In only one case non-target species generated PCR products which were of similar size than the ones of the targeted plants: the multiplex designed for T. officinale, A. millefolium and the two Trifolium species (TAT) cross-reacted with DNA of Medicago lupulina, producing a 222 bp fragment, the same length as the one expected for A. millefolium.
The PCR assays are highly sensitive: in most cases amplification and visualization of the target DNA is possible down to the presence of 100 templates of target DNA per PCR (Table 3). The presence of wireworm DNA does not or only marginally decrease the sensitivity of the different assays (Table 3). Only two Apiaceae species exhibit a lower sensitivity: Anthriscus sylvestris at 800 templates and Pimpinella major at 1,600 templates. For F. esculentum the primers amplifying the longer fragment turned out to be more sensitive (200 copies) than the ones generating the shorter one (400 copies).
Applicability of the newly established PCR assays
In the decay experiment, all DNA extracts of the decayed parts from maize and wheat, that were recovered after 20 or 24 days exposure in the soil, could be identified (detection rate = 100%). Likewise, all plant species fed to the wireworms were detectable in the whole-body DNA extracts of larvae (the mean detection rate over all plant species was 30%). The detection rates were 50% for P. major, 45.5% for P. lanceolata, 29.2% for A. millefolium, 20% for L. perenne, 18.6% for T. officinale, and 10% for T. pratense. Out of the field-collected wireworms, 21% tested positive for maize DNA.
Discussion
We present optimized PCR assays based on specific primers for the identification of plant DNA. Based on a discrimination of similar vs. variable sequence regions within and among families and a comprehensive testing of cross-reactivity of primers in silico we were able to generate specific primers targeting the trnL-F cpDNA region. The most challenging part within the development of these assays was the development of reliable primers. This is mainly due to the highly ambiguous alignment of the selected chloroplast sequences caused by high rates of indels – a general feature of cpDNA spacer regions [25]. It appears that even within closely related taxa, great length differences in non-coding regions exist, such that at greater taxonomic distances no shared sequences remain.
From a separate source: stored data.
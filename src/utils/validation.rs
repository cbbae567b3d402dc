//! Validation utilities

use crate::types::*;
use bigdecimal::BigDecimal;

/// Validate that an amount is strictly positive
pub fn validate_positive_amount(amount: &BigDecimal) -> BillingResult<()> {
    if *amount <= BigDecimal::from(0) {
        Err(BillingError::InvalidAmount(
            "Amount must be positive".to_string(),
        ))
    } else {
        Ok(())
    }
}

/// Validate that an amount is zero or positive
pub fn validate_non_negative_amount(amount: &BigDecimal) -> BillingResult<()> {
    if *amount < BigDecimal::from(0) {
        Err(BillingError::InvalidAmount(
            "Amount cannot be negative".to_string(),
        ))
    } else {
        Ok(())
    }
}

/// Validate that an entity ID is usable as a storage key
pub fn validate_entity_id(id: &str) -> BillingResult<()> {
    if id.trim().is_empty() {
        return Err(BillingError::Validation(
            "Entity ID cannot be empty".to_string(),
        ));
    }

    if id.len() > 64 {
        return Err(BillingError::Validation(
            "Entity ID cannot exceed 64 characters".to_string(),
        ));
    }

    Ok(())
}

/// Validate a payment schedule before issuing an invoice
pub fn validate_schedule(amounts: &[BigDecimal]) -> BillingResult<()> {
    if amounts.is_empty() {
        return Err(BillingError::Validation(
            "Payment schedule must contain at least one fee".to_string(),
        ));
    }

    for amount in amounts {
        validate_positive_amount(amount)?;
    }

    Ok(())
}
//! Billing module containing invoice, fee, and payment management

pub mod core;
pub mod fees;
pub mod invoices;
pub mod payments;

pub use self::core::*;
pub use fees::*;
pub use invoices::*;
pub use payments::*;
Earlier attempts of molecular identification from morphologically indistinguishable plant parts employed different DNA markers and methods. Some of the methodological hurdles involved are coinciding with the difficulty in finding an appropriate DNA barcode for plants. The ITS, for example has been successfully applied to distinguish plants in small scale studies harbouring a limited number of species [32], [1], [33]. But it does not always allow to identify plant species unambiguously [6]. Likewise, Kesanakurti et al. [34] were unable to distinguish multiple species using the rbcL for the identification of plant roots. Consequently, more rapidly evolving regions are required when barcoding roots, or the application of a 2-locus approach, as promoted by the CBOL plant working group [35]. In addition, alternative PCR-based methods have been applied [36], [37], [16]: DNA sequencing or restriction fragment length polymorphism (RFLP) analysis of plastid genes (rbcL and trnL). Moore and Field [32] were able to identify root samples of up to four species based on RFLP keys. Despite their usability, RFLPs reveal only changes at restriction sites or length variation large enough to be detected [6]. With an increasing number of species present in a sample the revealed patterns are more likely to blend together and overlap. Moreover, the type of the organ, where the DNA is taken from, affects the genetic fingerprint, as pattern differences between roots and leaves were found [38].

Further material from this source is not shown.